Hello,
Can anyone help me understand how to derive the local LYM inequality from the LYM inequality?
Thanks in advance.
They're fairly standard theorems, I thought they'd be well-known as they trivially imply Sperner's theorem/lemma about the maximal size of an antichain.
The LYM inequality states that given an antichain $\displaystyle \mathscr{A}$ on [n], let $\displaystyle a_k=\left|\mathscr{A}\cap{[n]\choose k}\right|$ i.e the number of sets of size $\displaystyle k$ in $\displaystyle A.$ Then
$\displaystyle \sum_{k=0}^n\frac{a_k}{{n\choose k}}\leqslant 1$.

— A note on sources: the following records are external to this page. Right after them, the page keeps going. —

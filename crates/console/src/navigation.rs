use models::Role;
use service::SessionStore;

use crate::routes::{self, LANDING};

use models::Role::{Admin, FieldOfficer, Manager, OfficeManager};

/// One sidebar link and the roles allowed to see it.
#[derive(Debug, Clone, Copy, PartialEq, Eq)]
pub struct NavEntry {
    pub route: &'static str,
    pub label: &'static str,
    pub icon: &'static str,
    pub roles: &'static [Role],
}

impl NavEntry {
    pub fn allows(&self, role: Option<Role>) -> bool {
        role.is_some_and(|r| self.roles.contains(&r))
    }
}

/// Sidebar order as rendered.
pub const ENTRIES: &[NavEntry] = &[
    NavEntry { route: routes::DASHBOARD, label: "Dashboard", icon: "home", roles: &[Admin, Manager, OfficeManager, FieldOfficer] },
    NavEntry { route: routes::STORES, label: "Stores", icon: "store", roles: &[Admin, Manager, OfficeManager, FieldOfficer] },
    NavEntry { route: routes::VISITS, label: "Visits", icon: "calendar", roles: &[Admin, Manager, OfficeManager, FieldOfficer] },
    NavEntry { route: routes::MY_TEAM, label: "My Team", icon: "people", roles: &[Manager] },
    NavEntry { route: routes::EMPLOYEES, label: "Employees", icon: "users", roles: &[Admin, OfficeManager] },
    NavEntry { route: routes::TEAMS, label: "Team Allocation", icon: "sitemap", roles: &[Admin, OfficeManager] },
    NavEntry { route: routes::TASKS, label: "Requirements & Complaints", icon: "clipboard", roles: &[Admin, Manager, OfficeManager, FieldOfficer] },
    NavEntry { route: routes::PRICING, label: "Pricing", icon: "tag", roles: &[Admin, OfficeManager] },
    NavEntry { route: routes::ATTENDANCE, label: "Attendance", icon: "clock", roles: &[Admin, Manager, OfficeManager] },
    NavEntry { route: routes::SALARY, label: "Salary", icon: "wallet", roles: &[Admin, OfficeManager] },
    NavEntry { route: routes::REPORTS, label: "Reports", icon: "chart", roles: &[Admin, Manager] },
];

/// Entries visible to `role`, in sidebar order; none without a role.
pub fn visible_entries(role: Option<Role>) -> Vec<&'static NavEntry> {
    ENTRIES.iter().filter(|e| e.allows(role)).collect()
}

/// The logout action: always available, always lands on `/`.
pub async fn logout(store: &SessionStore) -> &'static str {
    store.logout().await;
    LANDING
}

#[cfg(test)]
mod tests {
    use super::*;

    fn routes_for(role: Option<Role>) -> Vec<&'static str> {
        visible_entries(role).iter().map(|e| e.route).collect()
    }

    #[test]
    fn nothing_visible_without_role() {
        assert!(visible_entries(None).is_empty());
    }

    #[test]
    fn admin_sees_everything_but_manager_only_pages() {
        let admin = routes_for(Some(Admin));
        assert_eq!(admin.len(), ENTRIES.len() - 1);
        assert!(!admin.contains(&routes::MY_TEAM));
    }

    #[test]
    fn field_officer_sees_field_pages_in_order() {
        assert_eq!(
            routes_for(Some(FieldOfficer)),
            vec![routes::DASHBOARD, routes::STORES, routes::VISITS, routes::TASKS]
        );
    }

    #[test]
    fn manager_sees_team_and_reports_but_not_salary() {
        let manager = routes_for(Some(Manager));
        assert!(manager.contains(&routes::MY_TEAM));
        assert!(manager.contains(&routes::REPORTS));
        assert!(!manager.contains(&routes::SALARY));
        assert!(!manager.contains(&routes::PRICING));
    }

    #[test]
    fn every_entry_is_reachable_by_some_role_and_routes_are_unique() {
        for entry in ENTRIES {
            assert!(Role::ALL.iter().any(|r| entry.allows(Some(*r))), "{} unreachable", entry.route);
            assert_eq!(ENTRIES.iter().filter(|e| e.route == entry.route).count(), 1);
        }
    }
}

Now the local LYM inequality states that if $\displaystyle A\subseteq{[n] \choose r}$ then $\displaystyle \frac{|\partial A|}{{n \choose r-1}}\geqslant\frac{|A|}{{n\choose r}}$, where $\displaystyle \partial A$ is the lower shadow of the antichain $\displaystyle A$, in symbols $\displaystyle \partial A=\{B\in{[n]\choose r-1}:B\subseteq A'\in A\}$.
In the above notation, $\displaystyle [n]=\{1,2,3,...,n\}$. Each implies the other, but I'm struggling to show properly that the first inequality implies the second.